My DH and I have had the HTC Evo 4G since June 2010 and are glad we chose it. It has a 4.3" screen, the telephone sound is realistic, an 8 megapixel camera, and a replaceable micro SDHC card. My DH bought 32 GB micro SDHC cards and has put our entire music collection on them and there is so much room left for pix and videos of our Havs.

We also bought extended life batteries on eBay. I usually don't have to plug in my phone unless I am spending too many hours on the Forum or watching TV on the phone while away from my A/C or D/C adapters.

What I like best is that I always have my computer with me so I can Googgle any time I have a question about something. With Sprint, unlike AT&T or Verizon, we have an *unlimited data plan*. With the other services you have to pay through the nose for a limited dated plan.

My DH, who is a big sports fan, installed a Sling Box to our cable box at home and the Sling Box App on both his phone and laptop. When he is away from the house he can watch our cable programming on his phone or laptop. The phone has a tethering app [$9.95] that allows the phone to become a wireless hot spot so the laptop has an Internet connection for no extra monthly fee.

Technology is amazing, no?


----------



## StarrLhasa (Jun 6, 2010)

So, Julia, which phone did you decide to buy? Or are there too many choices?


----------



## CrazieJones (May 28, 2011)

SIgh... I'm 29 and I still have a ghetto flip phone! LOL. 
Fiancee has a Samsung Galaxy of some sort with the android OS. It's ok... but since I'm so used to my IPod touch, I think I would prefer the Iphone. The Iphone 4S is out (or will be out)!
With the whole recent Blackberry "blackout"... I wouldn't get one.


----------



## dbeech (Jun 16, 2009)

I have a Blackberry Bold. My son has an iPhone. I tried his iPhone for a few days, but I just could not type well on it. The autocorrect feature was very annoying. I sent an email saying "I am coming with nipples" to my brother. I typed I was coming with Mom to Mpls (which is an abbreviation for Minneapolis) and it autocorrected that to "I am coming with nipples." 
On another email, I was trying to type 'the company's assets grew 10% in the month". (I am a CPA.) I think I typed asets. Well, what was sent with the autocorrect was "The company's ASSES grew 10% in the month." My co-workers got a good laugh out of that one. That autocorrect feature is kind of dangerous. Definitely have to be careful...

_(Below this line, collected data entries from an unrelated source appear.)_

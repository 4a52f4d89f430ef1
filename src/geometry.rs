use std::ops::Index;

use glam::Vec3;

pub mod ray;

pub use ray::Ray;

#[derive(Clone, Copy, Debug, PartialEq, Eq)]
#[repr(u8)]
pub enum Axis {
    X = 0,
    Y = 1,
    Z = 2,
}

impl Axis {
    pub const ALL: [Axis; 3] = [Axis::X, Axis::Y, Axis::Z];

    pub fn from_index(i: usize) -> Self {
        match i {
            0 => Axis::X,
            1 => Axis::Y,
            _ => Axis::Z,
        }
    }

    /// The two axes orthogonal to this one.
    pub fn others(self) -> (Axis, Axis) {
        match self {
            Axis::X => (Axis::Y, Axis::Z),
            Axis::Y => (Axis::X, Axis::Z),
            Axis::Z => (Axis::X, Axis::Y),
        }
    }
}

#[derive(Debug, Clone, Copy, PartialEq)]
pub struct Aabb {
    pub min: Vec3,
    pub max: Vec3,
}

impl Aabb {
    pub fn new(a: Vec3, b: Vec3) -> Self {
        let min = Vec3::min(a, b);
        let max = Vec3::max(a, b);
        Self { min, max }
    }

    pub fn union_point(self, b: Vec3) -> Self {
        let min = Vec3::min(self.min, b);
        let max = Vec3::max(self.max, b);
        Self { min, max }
    }

    pub fn union_aabb(self, b: Aabb) -> Self {
        let min = Vec3::min(self.min, b.min);
        let max = Vec3::max(self.max, b.max);
        Self { min, max }
    }

    pub fn intersection(self, b: Aabb) -> Self {
        Self {
            min: Vec3::max(self.min, b.min),
            max: Vec3::min(self.max, b.max),
        }
    }

    pub fn fits_within(&self, other: Aabb) -> bool {
        self.min.cmpge(other.min).all() && self.max.cmple(other.max).all()
    }

    pub fn contains_point(&self, p: Vec3) -> bool {
        p.cmpge(self.min).all() && p.cmple(self.max).all()
    }

    pub fn diagonal(&self) -> Vec3 {
        self.max - self.min
    }

    /// Position of `other` relative to the box, normalized so that the box
    /// corners map to 0 and 1. Degenerate axes stay unnormalized.
    pub fn offset_of(&self, other: Vec3) -> Vec3 {
        let mut off = other - self.min;
        if self.max.x > self.min.x {
            off.x /= self.max.x - self.min.x;
        }
        if self.max.y > self.min.y {
            off.y /= self.max.y - self.min.y;
        }
        if self.max.z > self.min.z {
            off.z /= self.max.z - self.min.z;
        }
        off
    }

    pub fn area(&self) -> f32 {
        let d = self.diagonal();
        2. * (d.x * d.y + d.x * d.z + d.z * d.y)
    }

    pub fn center(&self) -> Vec3 {
        (self.min + self.max) / 2.
    }

    pub fn max_axis(&self) -> Axis {
        let diag = self.diagonal();
        if diag.x > diag.y && diag.x > diag.z {
            Axis::X
        } else if diag.y > diag.z {
            Axis::Y
        } else {
            Axis::Z
        }
    }

    pub fn is_degenerate(&self) -> bool {
        !self.min.cmple(self.max).all()
    }

    pub fn is_finite(&self) -> bool {
        self.min.is_finite() && self.max.is_finite()
    }

    /// The two halves of the box split by an axial plane.
    pub fn split_at(&self, axis: Axis, position: f32) -> (Aabb, Aabb) {
        let mut left = *self;
        let mut right = *self;
        left.max[axis as usize] = position;
        right.min[axis as usize] = position;
        (left, right)
    }

    pub const EMPTY: Aabb = Aabb {
        min: Vec3::splat(f32::MAX),
        max: Vec3::splat(f32::MIN),
    };
}

impl Index<bool> for Aabb {
    type Output = Vec3;

    fn index(&self, index: bool) -> &Self::Output {
        match index {
            true => &self.max,
            false => &self.min,
        }
    }
}

/// Slab test between a ray and a box. Returns the parametric entry and exit
/// distances when the slab interval is non-empty and overlaps the ray's
/// valid interval. An origin inside the box reports `tmin <= 0`.
///
/// Original: An Efficient and Robust Ray-Box Intersection Algorithm.
/// https://people.csail.mit.edu/amy/papers/box-jgt.pdf
pub fn ray_aabb_test(aabb: &Aabb, ray: &Ray) -> Option<(f32, f32)> {
    let dir_is_neg = ray.dir_is_neg();

    let mut tmin = (aabb[dir_is_neg.x].x - ray.orig.x) * ray.inv_dir.x;
    let mut tmax = (aabb[!dir_is_neg.x].x - ray.orig.x) * ray.inv_dir.x;
    let tymin = (aabb[dir_is_neg.y].y - ray.orig.y) * ray.inv_dir.y;
    let tymax = (aabb[!dir_is_neg.y].y - ray.orig.y) * ray.inv_dir.y;

    if tmin > tymax || tymin > tmax {
        return None;
    }
    if tymin > tmin {
        tmin = tymin;
    }
    if tymax < tmax {
        tmax = tymax;
    }

    let tzmin = (aabb[dir_is_neg.z].z - ray.orig.z) * ray.inv_dir.z;
    let tzmax = (aabb[!dir_is_neg.z].z - ray.orig.z) * ray.inv_dir.z;

    if tmin > tzmax || tzmin > tmax {
        return None;
    }
    if tzmin > tmin {
        tmin = tzmin;
    }
    if tzmax < tmax {
        tmax = tzmax;
    }

    if tmin <= ray.tmax && tmax >= ray.tmin {
        Some((tmin, tmax))
    } else {
        None
    }
}
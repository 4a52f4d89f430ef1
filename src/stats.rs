/// Bytes a structure holds in live entries vs. what its containers have
/// reserved.
#[derive(Clone, Copy, Debug, Default, PartialEq, Eq)]
pub struct MemoryUsage {
    pub used: usize,
    pub allocated: usize,
}

impl MemoryUsage {
    pub fn add<T>(&mut self, v: &Vec<T>) {
        self.used += v.len() * std::mem::size_of::<T>();
        self.allocated += v.capacity() * std::mem::size_of::<T>();
    }
}

/// Shape summary of a built tree, for introspection and builder tuning.
#[derive(Clone, Copy, Debug, Default, PartialEq, Eq)]
pub struct TreeStats {
    pub nodes: usize,
    pub leaves: usize,
    pub object_refs: usize,
    pub max_leaf_size: usize,
    pub max_depth: usize,
}

impl TreeStats {
    pub fn record_leaf(&mut self, size: usize, depth: usize) {
        self.leaves += 1;
        self.max_leaf_size = self.max_leaf_size.max(size);
        self.max_depth = self.max_depth.max(depth);
    }
}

I send a lot emails so that Blackberry keyboard just works better for me.


----------



## Thumper (Feb 18, 2007)

dbeech said:


> I have a Blackberry Bold. My son has an iPhone. I tried his iPhone for a few days, but I just could not type well on it. The autocorrect feature was very annoying. I sent an email saying "I am coming with nipples" to my brother. I typed I was coming with Mom to Mpls (which is an abbreviation for Minneapolis) and it autocorrected that to "I am coming with nipples."
> On another email, I was trying to type 'the company's assets grew 10% in the month". (I am a CPA.) I think I typed asets. Well, what was sent with the autocorrect was "The company's ASSES grew 10% in the month." My co-workers got a good laugh out of that one. That autocorrect feature is kind of dangerous. Definitely have to be careful...
> 
> I send a lot emails so that Blackberry keyboard just works better for me.


LOL! The autocorrect is quite annoying unTIL you get used to it and train it correctly, it does 'learn' from your mistakes and corrections, maybe I have just gotten better at dealing with it because I upgraded my mac from Safari to Lion and I have autocorrect from apple right now working on every browser page, I've grown to like it.....except for the occasional 'nipple' mistakes..ound: We've all made them!

I did turn it off for a few days (you can disable it on the iPhone) , but ended up missing it and turned it back on 

Kara
Kara


----------



## LuckyOne (Sep 3, 2009)

I have an iphone and I love it. I am a Mac person. MacBook Pro, ipad, iphone. i have to have it. lol


----------



## krandall (Jun 11, 2009)

CrazieJones said:


> SIgh... I'm 29 and I still have a ghetto flip phone! LOL.
> Fiancee has a Samsung Galaxy of some sort with the android OS. It's ok... but since I'm so used to my IPod touch, I think I would prefer the Iphone. The Iphone 4S is out (or will be out)!
> With the whole recent Blackberry "blackout"... I wouldn't get one.


Well, I had a flip phone until this summer when the battery croaked.. I got an iPhone then because I really HAD to get a phone then. Now i'm trying totalk DH into getting the 4S (with the better camera capabilities) for me and have him take mine.:biggrin1:


----------



## lanabanana (Jul 2, 2011)

I'm pretty sure I need the new iPhone 4s because it has a personal assistant named "Siri", who you talk to and things get done by "magic". Like.....you speak into the phone, "Remind me to pick up a tomato on my way home" and you will get a reminder at the appropriate time. That would be incredibly useful to me, since I'm in the age group where I suffer from CRS!

Alanna


----------